Use this Pattern.compile overload if performance is an issue
This seems to be shorter:
public void readFile(String fileName)throws IOException
{
Scanner input = null;
input = new Scanner(new BufferedReader(new FileReader(fileName)));
String userInput;
try
{
while (input.hasNextLine())
{
userInput = input.nextLine().trim();
if (userInput.length() > 0)
{
String[] userInfo = userInput.split(":");
int count = Integer.parseInt(userInfo[0].trim());
String name = userInfo[1].trim();
int id = Integer.parseInt(userInfo[2].trim().split("\\s+")[1].trim());
int age = Integer.parseInt(userInfo[3].trim().split("\\s+")[1].trim());
System.out.println("Count: " + count + " Name: " + name + " ID:" + id + " Age:" + age);
}
Fighters newFighters = new Fighters(id, name, age);
fighterList.add(newFighters);
}
}
finally
{
if (input != null)
{
input.close();
}
}
}
For the input you have us, it prints this:
Count: 1 Name: Fnjiei ID:7868860 Age:18
Count: 2 Name: Oipuiieerb ID:334134 Age:39
Count: 3 Name: Enekaree ID:6106274 Age:31
More information about the split method can be found here.
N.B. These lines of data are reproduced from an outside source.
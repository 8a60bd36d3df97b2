//! Layout attributes for elements.
//!
//! Layout is purely presentational: nothing here links an element to its
//! siblings. Widths are expressed in columns of a 12-column grid.

use serde::{Deserialize, Serialize};

/// Number of columns in the width grid.
pub const GRID_COLUMNS: u8 = 12;

/// Presentational layout attributes shared by every element kind.
#[derive(Clone, Debug, Default, PartialEq, Eq, Serialize, Deserialize)]
#[serde(rename_all = "camelCase")]
pub struct Layout {
    /// Width in grid columns, 1 to 12. `None` means full width.
    #[serde(default, skip_serializing_if = "Option::is_none")]
    pub width: Option<u8>,

    /// Outer spacing in px.
    #[serde(default, skip_serializing_if = "Spacing::is_zero")]
    pub margin: Spacing,

    /// Inner spacing in px.
    #[serde(default, skip_serializing_if = "Spacing::is_zero")]
    pub padding: Spacing,

    /// Gap between children in px (containers).
    #[serde(default, skip_serializing_if = "Option::is_none")]
    pub gap: Option<u16>,

    /// Flexbox arrangement of children (containers, rows, menus).
    #[serde(default, skip_serializing_if = "Option::is_none")]
    pub flex: Option<FlexLayout>,

    /// Grid template (grid containers).
    #[serde(default, skip_serializing_if = "Option::is_none")]
    pub grid: Option<GridTemplate>,
}

impl Layout {
    /// Effective width in columns, clamped into 1..=12.
    pub fn effective_width(&self) -> u8 {
        self.width.unwrap_or(GRID_COLUMNS).clamp(1, GRID_COLUMNS)
    }

    /// Width as a percentage of the containing block.
    pub fn width_percent(&self) -> f32 {
        self.effective_width() as f32 / GRID_COLUMNS as f32 * 100.0
    }

    /// Whether the stored width lies in the valid column range.
    pub fn has_valid_width(&self) -> bool {
        self.width.map_or(true, |w| (1..=GRID_COLUMNS).contains(&w))
    }
}

/// Spacing on each side of a box, in px.
#[derive(Clone, Copy, Debug, Default, PartialEq, Eq, Hash, Serialize, Deserialize)]
pub struct Spacing {
    #[serde(default)]
    pub top: i32,
    #[serde(default)]
    pub right: i32,
    #[serde(default)]
    pub bottom: i32,
    #[serde(default)]
    pub left: i32,
}

impl Spacing {
    /// Uniform spacing on all sides.
    pub fn all(value: i32) -> Self {
        Self {
            top: value,
            right: value,
            bottom: value,
            left: value,
        }
    }

    /// Symmetric spacing (vertical, horizontal).
    pub fn symmetric(vertical: i32, horizontal: i32) -> Self {
        Self {
            top: vertical,
            right: horizontal,
            bottom: vertical,
            left: horizontal,
        }
    }

    pub fn is_zero(&self) -> bool {
        *self == Self::default()
    }

    /// Total horizontal spacing (left + right).
    pub fn horizontal(&self) -> i32 {
        self.left + self.right
    }

    /// Total vertical spacing (top + bottom).
    pub fn vertical(&self) -> i32 {
        self.top + self.bottom
    }

    /// CSS shorthand, e.g. `8px 16px 8px 16px`.
    pub fn to_css(&self) -> String {
        format!(
            "{}px {}px {}px {}px",
            self.top, self.right, self.bottom, self.left
        )
    }
}

/// Flexbox arrangement of a container's children.
#[derive(Clone, Copy, Debug, Default, PartialEq, Eq, Serialize, Deserialize)]
#[serde(rename_all = "camelCase")]
pub struct FlexLayout {
    #[serde(default)]
    pub direction: FlexDirection,
    #[serde(default)]
    pub justify: Justify,
    #[serde(default)]
    pub align: Align,
    #[serde(default)]
    pub wrap: bool,
}

impl FlexLayout {
    pub fn row() -> Self {
        Self::default()
    }

    pub fn column() -> Self {
        Self {
            direction: FlexDirection::Column,
            ..Default::default()
        }
    }
}

/// Direction children are laid out.
#[derive(Clone, Copy, Debug, Default, PartialEq, Eq, Serialize, Deserialize)]
#[serde(rename_all = "snake_case")]
pub enum FlexDirection {
    #[default]
    Row,
    Column,
}

/// Alignment along the main axis.
#[derive(Clone, Copy, Debug, Default, PartialEq, Eq, Serialize, Deserialize)]
#[serde(rename_all = "snake_case")]
pub enum Justify {
    #[default]
    Start,
    Center,
    End,
    SpaceBetween,
    SpaceAround,
}

/// Alignment along the cross axis.
#[derive(Clone, Copy, Debug, Default, PartialEq, Eq, Serialize, Deserialize)]
#[serde(rename_all = "snake_case")]
pub enum Align {
    #[default]
    Start,
    Center,
    End,
    Stretch,
}

/// Track counts of a grid container.
#[derive(Clone, Copy, Debug, PartialEq, Eq, Serialize, Deserialize)]
pub struct GridTemplate {
    pub columns: u8,
    pub rows: u8,
}

impl Default for GridTemplate {
    fn default() -> Self {
        Self {
            columns: 2,
            rows: 2,
        }
    }
}

impl GridTemplate {
    pub fn cell_count(&self) -> usize {
        self.columns as usize * self.rows as usize
    }
}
I basically first split the line by using the : as delimiter, then, I split again using the \\s+, which basically splits a string and return an array containing the words that were separated by white spaces.
Scanner input = null;
input = new Scanner(new BufferedReader(new FileReader("filename")));
try{
while(input.hasNextLine()){
String userInput = input.nextLine();
String[] data = userInput.split(":");
System.out.println("Name: "+data[1]+" ID:"+data[2].split("\\s+")[2]+
" Age:"+data[3].split("\\s+")[2]);
}
}finally{
if(input != null)
input.close();
}
Above snippet shows the basic idea.Also please keep in mind that this might not be the optimal solution.